3. Purposes and legal basis

  • Providing the service (account creation, running assessments, delivering reports) — Art. 6(1)(b) GDPR (performance of contract).
  • Free Snapshot lead magnet (scoring the snapshot and emailing results) — Art. 6(1)(b) GDPR (pre-contractual measures) and Art. 6(1)(a) GDPR (consent for the result email).
  • Billing and accounting — Art. 6(1)(c) GDPR (legal obligation under German tax and commercial law, in particular § 147 AO and § 257 HGB).
  • Security and abuse prevention (request logs, rate limiting, anti-fraud) — Art. 6(1)(f) GDPR (legitimate interest in running a secure service).
  • Marketing emails — Art. 6(1)(a) GDPR and § 7 UWG (consent). Every marketing email includes a one-click unsubscribe link.

4. Retention

  • Free-Snapshot leads: 90 days, then deleted or anonymised.
  • Assessment reports: validity period (90 days for Starter, 180 days for Pro) + 12 months of reference retention, then deleted on request.
  • Billing and tax-relevant records: 10 years (statutory retention under § 147 Abs. 3 AO and § 257 Abs. 4 HGB).
  • Business correspondence (Handelsbriefe): 6 years (§ 257 Abs. 4 HGB, § 147 Abs. 3 AO).
  • Server request logs: 30 days.
  • Marketing list: until you unsubscribe.

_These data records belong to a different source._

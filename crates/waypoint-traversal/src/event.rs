//! Events emitted by a traversal run

use serde::{Deserialize, Serialize};
use std::fmt;

/// Identity of one run. Increases with every run an engine starts.
#[derive(Debug, Clone, Copy, PartialEq, Eq, Hash, PartialOrd, Ord, Serialize, Deserialize, Default)]
#[serde(transparent)]
pub struct RunId(pub u64);

impl fmt::Display for RunId {
    fn fmt(&self, f: &mut fmt::Formatter<'_>) -> fmt::Result {
        write!(f, "run-{}", self.0)
    }
}

/// One discrete step of a breadth-first search, in the order it happened.
#[derive(Debug, Clone, PartialEq, Eq, Serialize, Deserialize)]
#[serde(tag = "kind", rename_all = "snake_case")]
pub enum TraversalEvent {
    /// The start node was visited.
    NodeVisited { node: String },
    /// `node` was reached for the first time, from `parent`.
    NodeDiscovered { node: String, parent: String },
    /// One edge of the found path. Emitted from the end back to the start.
    PathEdge { from: String, to: String },
    /// Always the last event of a run that ran to completion.
    TraversalFinished { found: bool },
}

impl TraversalEvent {
    pub fn is_terminal(&self) -> bool {
        matches!(self, TraversalEvent::TraversalFinished { .. })
    }
}

impl fmt::Display for TraversalEvent {
    fn fmt(&self, f: &mut fmt::Formatter<'_>) -> fmt::Result {
        match self {
            TraversalEvent::NodeVisited { node } => write!(f, "visit     {node}"),
            TraversalEvent::NodeDiscovered { node, parent } => {
                write!(f, "discover  {node} (via {parent})")
            }
            TraversalEvent::PathEdge { from, to } => write!(f, "path      {from} -- {to}"),
            TraversalEvent::TraversalFinished { found: true } => write!(f, "finished  path found"),
            TraversalEvent::TraversalFinished { found: false } => write!(f, "finished  no path"),
        }
    }
}

/// An event tagged with the run that produced it, for fan-out to many consumers.
#[derive(Debug, Clone, PartialEq, Eq, Serialize, Deserialize)]
pub struct RunEvent {
    pub run: RunId,
    pub event: TraversalEvent,
}

/// How a run ended.
#[derive(Debug, Clone, Copy, PartialEq, Eq, Serialize, Deserialize)]
#[serde(tag = "status", rename_all = "snake_case")]
pub enum RunOutcome {
    /// The end node was reached; `path_len` is the number of edges.
    Found { path_len: usize },
    /// The frontier emptied without reaching the end node.
    NotFound,
    /// Cancelled by a newer run, by its handle, or because nobody was listening.
    Cancelled,
    /// The graph was reset underneath the run.
    Invalidated,
}

impl RunOutcome {
    /// True for outcomes whose event stream ended with `TraversalFinished`.
    pub fn completed(&self) -> bool {
        matches!(self, RunOutcome::Found { .. } | RunOutcome::NotFound)
    }
}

5. Recipients and sub-processors

We share personal data only with processors that help us deliver the service. Every processor is bound by a GDPR-compliant Data Processing Agreement (Art. 28 GDPR). The current list is public and kept up to date at /legal/sub-processors. Typical recipients:

  • Stripe Payments Europe, Ltd. (payment processing)
  • Resend Inc. (transactional email)
  • Our EU hosting provider (application and database hosting)
  • Competent German authorities where we are required to disclose by law

6. International transfers

Our primary infrastructure and data stores are hosted in the European Union. Where a sub-processor transfers data outside the EEA, we rely on the European Commission's Standard Contractual Clauses (Art. 46(2)(c) GDPR) and apply supplementary measures where required (Transfer Impact Assessment per EDPB Recommendations 01/2020).

7. Your rights

Under Arts. 15–22 GDPR and §§ 34–35 BDSG, you have the right to (a) access your data, (b) rectify it, (c) request erasure, (d) request restriction, (e) data portability, and (f) object to processing based on legitimate interest. Where processing is based on consent (Art. 6(1)(a) GDPR), you may withdraw consent at any time without affecting the lawfulness of processing before the withdrawal.

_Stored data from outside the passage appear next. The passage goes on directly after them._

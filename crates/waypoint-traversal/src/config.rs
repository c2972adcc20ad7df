//! Traversal tuning knobs

use serde::{Deserialize, Serialize};
use std::time::Duration;

/// Pause after each discovery, matching the classic visualizer's pace.
pub const DEFAULT_PACING_MS: u64 = 400;

/// Events a run may get ahead of its consumer before it waits.
pub const DEFAULT_CHANNEL_CAPACITY: usize = 64;

#[derive(Debug, Clone, PartialEq, Eq, Serialize, Deserialize)]
#[serde(default)]
pub struct TraversalConfig {
    /// Delay after every `NodeDiscovered`, in milliseconds. Zero disables pacing.
    pub pacing_ms: u64,
    /// Bound of each run's event channel.
    pub channel_capacity: usize,
}

impl TraversalConfig {
    /// No pacing at all; what tests and batch callers want.
    pub fn unpaced() -> Self {
        TraversalConfig {
            pacing_ms: 0,
            ..Default::default()
        }
    }

    pub fn pacing(&self) -> Duration {
        Duration::from_millis(self.pacing_ms)
    }
}

impl Default for TraversalConfig {
    fn default() -> Self {
        TraversalConfig {
            pacing_ms: DEFAULT_PACING_MS,
            channel_capacity: DEFAULT_CHANNEL_CAPACITY,
        }
    }
}
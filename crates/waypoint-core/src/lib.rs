//! Waypoint Core — Graph data model, synchronized store, and change diffs

pub mod error;
pub mod model;
pub mod graph;
pub mod diff;
pub mod store;


pub use error::{GraphError, GraphResult};
pub use model::{normalize_label, EdgeChange, EdgePair, GraphSnapshot, DEFAULT_EDGES, DEFAULT_NODES};
pub use graph::Graph;
pub use diff::{DiffEngine, GraphDiff};
pub use store::GraphStore;
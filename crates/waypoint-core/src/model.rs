//! Core data structures shared by the store, the traversal engine and renderers

use serde::{Deserialize, Serialize};

/// Labels of the graph every store starts from (and returns to on reset).
pub const DEFAULT_NODES: [&str; 6] = ["A", "B", "C", "D", "E", "F"];

/// Default edges: two parallel routes between the hubs A and D.
pub const DEFAULT_EDGES: [(&str, &str); 6] = [
    ("A", "B"),
    ("A", "C"),
    ("C", "E"),
    ("E", "F"),
    ("F", "D"),
    ("B", "D"),
];

/// Canonical form of a node label: surrounding whitespace dropped, upper case.
pub fn normalize_label(raw: &str) -> String {
    raw.trim().to_uppercase()
}

/// One undirected edge, endpoints in the order they were first connected.
#[derive(Debug, Clone, PartialEq, Eq, Hash, Serialize, Deserialize)]
pub struct EdgePair {
    pub a: String,
    pub b: String,
}

impl EdgePair {
    pub fn new(a: impl Into<String>, b: impl Into<String>) -> Self {
        EdgePair { a: a.into(), b: b.into() }
    }

    /// True if this edge joins `x` and `y`, in either direction.
    pub fn joins(&self, x: &str, y: &str) -> bool {
        (self.a == x && self.b == y) || (self.a == y && self.b == x)
    }
}

/// Result of an `add_edge` call that did not fail.
#[derive(Debug, Clone, Copy, PartialEq, Eq, Serialize, Deserialize)]
#[serde(rename_all = "snake_case")]
pub enum EdgeChange {
    /// Both directions were inserted.
    Added,
    /// The edge was already there; nothing changed.
    AlreadyPresent,
    /// Both endpoints were the same node; nothing changed.
    SelfLoop,
}

/// Point-in-time copy of the whole graph, sent to renderers for full redraws.
#[derive(Debug, Clone, PartialEq, Eq, Serialize, Deserialize)]
pub struct GraphSnapshot {
    /// Incremented by every reset.
    pub epoch: u64,
    /// Node labels in insertion order.
    pub nodes: Vec<String>,
    /// Edges in insertion order, each listed once.
    pub edges: Vec<EdgePair>,
}
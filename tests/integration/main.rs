//! Integration tests for Waypoint
//!
//! These tests run the real server on an ephemeral port and talk to it the
//! way a renderer would: REST for mutations, WebSocket for live events.

use std::net::SocketAddr;
use std::time::Duration;

use futures_util::{SinkExt, StreamExt};
use serde_json::{json, Value};
use tokio::net::TcpListener;
use tokio_tungstenite::tungstenite::Message;
use waypoint_core::GraphStore;
use waypoint_server::{ServerConfig, WaypointServer};
use waypoint_traversal::TraversalConfig;

async fn spawn_server() -> SocketAddr {
    let listener = TcpListener::bind("127.0.0.1:0").await.unwrap();
    let addr = listener.local_addr().unwrap();
    let server = WaypointServer::new(
        GraphStore::new(),
        TraversalConfig::unpaced(),
        ServerConfig::default(),
    );
    tokio::spawn(async move {
        if let Err(e) = server.serve(listener).await {
            eprintln!("server exited: {}", e);
        }
    });
    addr
}

type Socket = tokio_tungstenite::WebSocketStream<
    tokio_tungstenite::MaybeTlsStream<tokio::net::TcpStream>,
>;

async fn next_json(socket: &mut Socket) -> Value {
    loop {
        let msg = tokio::time::timeout(Duration::from_secs(5), socket.next())
            .await
            .expect("timed out waiting for a message")
            .expect("socket closed")
            .expect("socket error");
        if let Message::Text(text) = msg {
            return serde_json::from_str(&text).unwrap();
        }
    }
}

/// Read messages until one of the given type arrives, collecting everything.
async fn collect_until(socket: &mut Socket, msg_type: &str) -> Vec<Value> {
    let mut seen = Vec::new();
    loop {
        let msg = next_json(socket).await;
        let done = msg["type"] == msg_type;
        seen.push(msg);
        if done {
            return seen;
        }
    }
}

#[tokio::test]
async fn test_health_and_graph() {
    let addr = spawn_server().await;
    let client = reqwest::Client::new();

    let health: Value = client
        .get(format!("http://{addr}/api/health"))
        .send()
        .await
        .unwrap()
        .json()
        .await
        .unwrap();
    assert_eq!(health["status"], "ok");

    let graph: Value = client
        .get(format!("http://{addr}/api/graph"))
        .send()
        .await
        .unwrap()
        .json()
        .await
        .unwrap();
    assert_eq!(graph["nodes"], json!(["A", "B", "C", "D", "E", "F"]));
    assert_eq!(graph["edges"].as_array().unwrap().len(), 6);
}

#[tokio::test]
async fn test_rest_mutations() {
    let addr = spawn_server().await;
    let client = reqwest::Client::new();

    let resp = client
        .post(format!("http://{addr}/api/nodes"))
        .json(&json!({ "id": "g", "connect_to": "F" }))
        .send()
        .await
        .unwrap();
    assert_eq!(resp.status(), reqwest::StatusCode::CREATED);

    let resp = client
        .post(format!("http://{addr}/api/nodes"))
        .json(&json!({ "id": "G" }))
        .send()
        .await
        .unwrap();
    assert_eq!(resp.status(), reqwest::StatusCode::CONFLICT);
    let body: Value = resp.json().await.unwrap();
    assert_eq!(body["error"], "duplicate_node");

    let resp = client
        .post(format!("http://{addr}/api/edges"))
        .json(&json!({ "a": "G", "b": "A" }))
        .send()
        .await
        .unwrap();
    let body: Value = resp.json().await.unwrap();
    assert_eq!(body["change"], "added");

    let resp = client
        .delete(format!("http://{addr}/api/nodes/Z"))
        .send()
        .await
        .unwrap();
    assert_eq!(resp.status(), reqwest::StatusCode::NOT_FOUND);

    let resp = client
        .delete(format!("http://{addr}/api/nodes/G"))
        .send()
        .await
        .unwrap();
    assert_eq!(resp.status(), reqwest::StatusCode::NO_CONTENT);

    let graph: Value = client
        .post(format!("http://{addr}/api/reset"))
        .send()
        .await
        .unwrap()
        .json()
        .await
        .unwrap();
    assert_eq!(graph["epoch"], 1);
    assert_eq!(graph["nodes"].as_array().unwrap().len(), 6);
}

#[tokio::test]
async fn test_websocket_traversal_stream() {
    let addr = spawn_server().await;
    let (mut socket, _) = tokio_tungstenite::connect_async(format!("ws://{addr}/ws"))
        .await
        .unwrap();

    let first = next_json(&mut socket).await;
    assert_eq!(first["type"], "full_graph");

    socket
        .send(Message::Text(
            json!({ "type": "run_traversal", "start": "A", "end": "D" }).to_string(),
        ))
        .await
        .unwrap();

    let messages = collect_until(&mut socket, "run_ended").await;
    let run = messages[0]["run"].clone();
    assert_eq!(messages[0]["type"], "run_started");

    let kinds: Vec<&str> = messages
        .iter()
        .filter(|m| m["type"] == "traversal")
        .map(|m| {
            assert_eq!(m["run"], run);
            m["event"]["kind"].as_str().unwrap()
        })
        .collect();
    assert_eq!(
        kinds,
        vec![
            "node_visited",
            "node_discovered",
            "node_discovered",
            "node_discovered",
            "node_discovered",
            "path_edge",
            "path_edge",
            "traversal_finished",
        ]
    );

    let path: Vec<(Value, Value)> = messages
        .iter()
        .filter(|m| m["event"]["kind"] == "path_edge")
        .map(|m| (m["event"]["from"].clone(), m["event"]["to"].clone()))
        .collect();
    assert_eq!(path, vec![(json!("B"), json!("D")), (json!("A"), json!("B"))]);

    let ended = messages.last().unwrap();
    assert_eq!(ended["outcome"], json!({ "status": "found", "path_len": 2 }));
}

#[tokio::test]
async fn test_websocket_sees_rest_mutations_and_errors() {
    let addr = spawn_server().await;
    let (mut socket, _) = tokio_tungstenite::connect_async(format!("ws://{addr}/ws"))
        .await
        .unwrap();
    assert_eq!(next_json(&mut socket).await["type"], "full_graph");

    socket
        .send(Message::Text(json!({ "type": "ping" }).to_string()))
        .await
        .unwrap();
    assert_eq!(next_json(&mut socket).await["type"], "pong");

    reqwest::Client::new()
        .post(format!("http://{addr}/api/edges"))
        .json(&json!({ "a": "A", "b": "F" }))
        .send()
        .await
        .unwrap();
    let diff = next_json(&mut socket).await;
    assert_eq!(diff["type"], "graph_diff");
    assert_eq!(diff["diff"]["added_edges"], json!([{ "a": "A", "b": "F" }]));

    socket
        .send(Message::Text(
            json!({ "type": "run_traversal", "start": "A", "end": "nowhere" }).to_string(),
        ))
        .await
        .unwrap();
    let err = next_json(&mut socket).await;
    assert_eq!(err["type"], "error");
    assert!(err["message"].as_str().unwrap().contains("NOWHERE"));
}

To exercise any of these rights, email privacy@partnerscope.eu. We respond within the GDPR statutory period (one month, extendable by two further months for complex cases per Art. 12(3) GDPR).

8. Right to lodge a complaint

You have the right to lodge a complaint with a data protection supervisory authority (Art. 77 GDPR). The competent authority for EM Consulting is:

Der Landesbeauftragte für den Datenschutz und die Informationsfreiheit Baden-Württemberg (LfDI BW)
Königstraße 10a
70173 Stuttgart
Germany
Website: baden-wuerttemberg.datenschutz.de

You may also file with the supervisory authority of the EU member state where you live or work.

9. Cookies and tracking

The marketing site uses strictly necessary cookies only and does not set any advertising or cross-site tracking cookies; § 25 TDDDG (Telekommunikation-Digitale-Dienste-Datenschutz-Gesetz, formerly TTDSG) consent is therefore not required. If we add analytics in future (e.g. a privacy-respecting, cookieless tool), we will update this policy and, where applicable, obtain § 25 Abs. 1 TDDDG consent before rollout.

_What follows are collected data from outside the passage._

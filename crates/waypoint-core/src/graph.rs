//! Graph wrapper using petgraph::StableUnGraph keyed by node label

use crate::error::{GraphError, GraphResult};
use crate::model::*;
use petgraph::stable_graph::{NodeIndex, StableUnGraph};
use petgraph::visit::EdgeRef;
use std::collections::HashMap;

/// Node weight: the label plus the order it was inserted in.
#[derive(Debug, Clone)]
struct NodeSlot {
    label: String,
    seq: u64,
}

/// The undirected, unweighted graph. Not synchronized; see [`crate::GraphStore`].
///
/// Every node and edge carries an insertion sequence number so that
/// neighbor and listing order stay stable across removals, which
/// petgraph's recycled indices would otherwise scramble.
#[derive(Clone)]
pub struct Graph {
    inner: StableUnGraph<NodeSlot, u64>,
    index: HashMap<String, NodeIndex>,
    next_seq: u64,
}

impl std::fmt::Debug for Graph {
    fn fmt(&self, f: &mut std::fmt::Formatter<'_>) -> std::fmt::Result {
        f.debug_struct("Graph")
            .field("node_count", &self.inner.node_count())
            .field("edge_count", &self.inner.edge_count())
            .finish()
    }
}

impl Graph {
    pub fn new() -> Self {
        Graph {
            inner: StableUnGraph::default(),
            index: HashMap::new(),
            next_seq: 0,
        }
    }

    /// The six-node, six-edge starting graph.
    pub fn with_defaults() -> Self {
        let mut graph = Graph::new();
        for label in DEFAULT_NODES {
            graph.insert_unchecked(label.to_string());
        }
        // Default edges only name default nodes.
        for (a, b) in DEFAULT_EDGES {
            let (ia, ib) = (graph.index[a], graph.index[b]);
            graph.connect_unchecked(ia, ib);
        }
        graph
    }

    fn bump(&mut self) -> u64 {
        let seq = self.next_seq;
        self.next_seq += 1;
        seq
    }

    fn insert_unchecked(&mut self, label: String) {
        let seq = self.bump();
        let idx = self.inner.add_node(NodeSlot { label: label.clone(), seq });
        self.index.insert(label, idx);
    }

    fn connect_unchecked(&mut self, a: NodeIndex, b: NodeIndex) {
        let seq = self.bump();
        self.inner.add_edge(a, b, seq);
    }

    fn lookup(&self, label: &str) -> GraphResult<NodeIndex> {
        self.index
            .get(label)
            .copied()
            .ok_or_else(|| GraphError::UnknownNode(label.to_string()))
    }

    fn label(&self, idx: NodeIndex) -> &str {
        self.inner
            .node_weight(idx)
            .map(|slot| slot.label.as_str())
            .unwrap_or_default()
    }

    pub fn contains(&self, label: &str) -> bool {
        self.index.contains_key(label)
    }

    /// Total number of nodes.
    pub fn node_count(&self) -> usize {
        self.inner.node_count()
    }

    /// Total number of undirected edges.
    pub fn edge_count(&self) -> usize {
        self.inner.edge_count()
    }

    /// Insert an isolated node. `label` must already be normalized.
    pub fn add_node(&mut self, label: &str) -> GraphResult<()> {
        if label.is_empty() {
            return Err(GraphError::InvalidId(label.to_string()));
        }
        if self.contains(label) {
            return Err(GraphError::DuplicateNode(label.to_string()));
        }
        self.insert_unchecked(label.to_string());
        Ok(())
    }

    /// Remove a node and every edge touching it.
    /// Returns the neighbors it had, in adjacency order.
    pub fn remove_node(&mut self, label: &str) -> GraphResult<Vec<String>> {
        let former = self.neighbors(label)?;
        let idx = self.lookup(label)?;
        self.inner.remove_node(idx);
        self.index.remove(label);
        Ok(former)
    }

    /// Connect two existing nodes in both directions.
    pub fn add_edge(&mut self, a: &str, b: &str) -> GraphResult<EdgeChange> {
        let ia = self.lookup(a)?;
        let ib = self.lookup(b)?;
        if ia == ib {
            return Ok(EdgeChange::SelfLoop);
        }
        if self.inner.find_edge(ia, ib).is_some() {
            return Ok(EdgeChange::AlreadyPresent);
        }
        self.connect_unchecked(ia, ib);
        Ok(EdgeChange::Added)
    }

    pub fn has_edge(&self, a: &str, b: &str) -> bool {
        match (self.index.get(a), self.index.get(b)) {
            (Some(&ia), Some(&ib)) => self.inner.find_edge(ia, ib).is_some(),
            _ => false,
        }
    }

    /// Adjacent labels in the order the edges were added.
    pub fn neighbors(&self, label: &str) -> GraphResult<Vec<String>> {
        let idx = self.lookup(label)?;
        let mut adjacent: Vec<(u64, NodeIndex)> = self
            .inner
            .edges(idx)
            .map(|edge| {
                let other = if edge.source() == idx { edge.target() } else { edge.source() };
                (*edge.weight(), other)
            })
            .collect();
        adjacent.sort_unstable_by_key(|(seq, _)| *seq);
        Ok(adjacent
            .into_iter()
            .map(|(_, other)| self.label(other).to_string())
            .collect())
    }

    /// All labels in insertion order.
    pub fn nodes(&self) -> Vec<String> {
        let mut slots: Vec<&NodeSlot> = self
            .inner
            .node_indices()
            .filter_map(|idx| self.inner.node_weight(idx))
            .collect();
        slots.sort_unstable_by_key(|slot| slot.seq);
        slots.into_iter().map(|slot| slot.label.clone()).collect()
    }

    /// All edges in insertion order, each listed once.
    pub fn edges(&self) -> Vec<EdgePair> {
        let mut edges: Vec<(u64, EdgePair)> = self
            .inner
            .edge_indices()
            .filter_map(|e| {
                let (a, b) = self.inner.edge_endpoints(e)?;
                let seq = *self.inner.edge_weight(e)?;
                Some((seq, EdgePair::new(self.label(a), self.label(b))))
            })
            .collect();
        edges.sort_unstable_by_key(|(seq, _)| *seq);
        edges.into_iter().map(|(_, pair)| pair).collect()
    }

    /// Label → adjacency map, used to compare graph states structurally.
    pub fn adjacency(&self) -> HashMap<String, Vec<String>> {
        self.nodes()
            .into_iter()
            .map(|label| {
                let adjacent = self.neighbors(&label).unwrap_or_default();
                (label, adjacent)
            })
            .collect()
    }
}

impl Default for Graph {
    fn default() -> Self {
        Self::new()
    }
}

10. Automated decision-making

The PartnerScope scoring is model-assisted: automated checks and scoring produce a draft risk profile, but every Pro and Enterprise report is reviewed by a human analyst before delivery. Starter reports are delivered without individual analyst review and are explicitly marketed as such — they do not produce legal or similarly significant effects on any data subject and therefore fall outside Art. 22(1) GDPR.

11. Changes

We update this policy when our processing activities change. Material changes are announced by email to registered customers at least 30 days before they take effect.

This policy is a first, good-faith draft. Have it reviewed by qualified German/EU data-protection counsel before relying on it in contract negotiations or audits.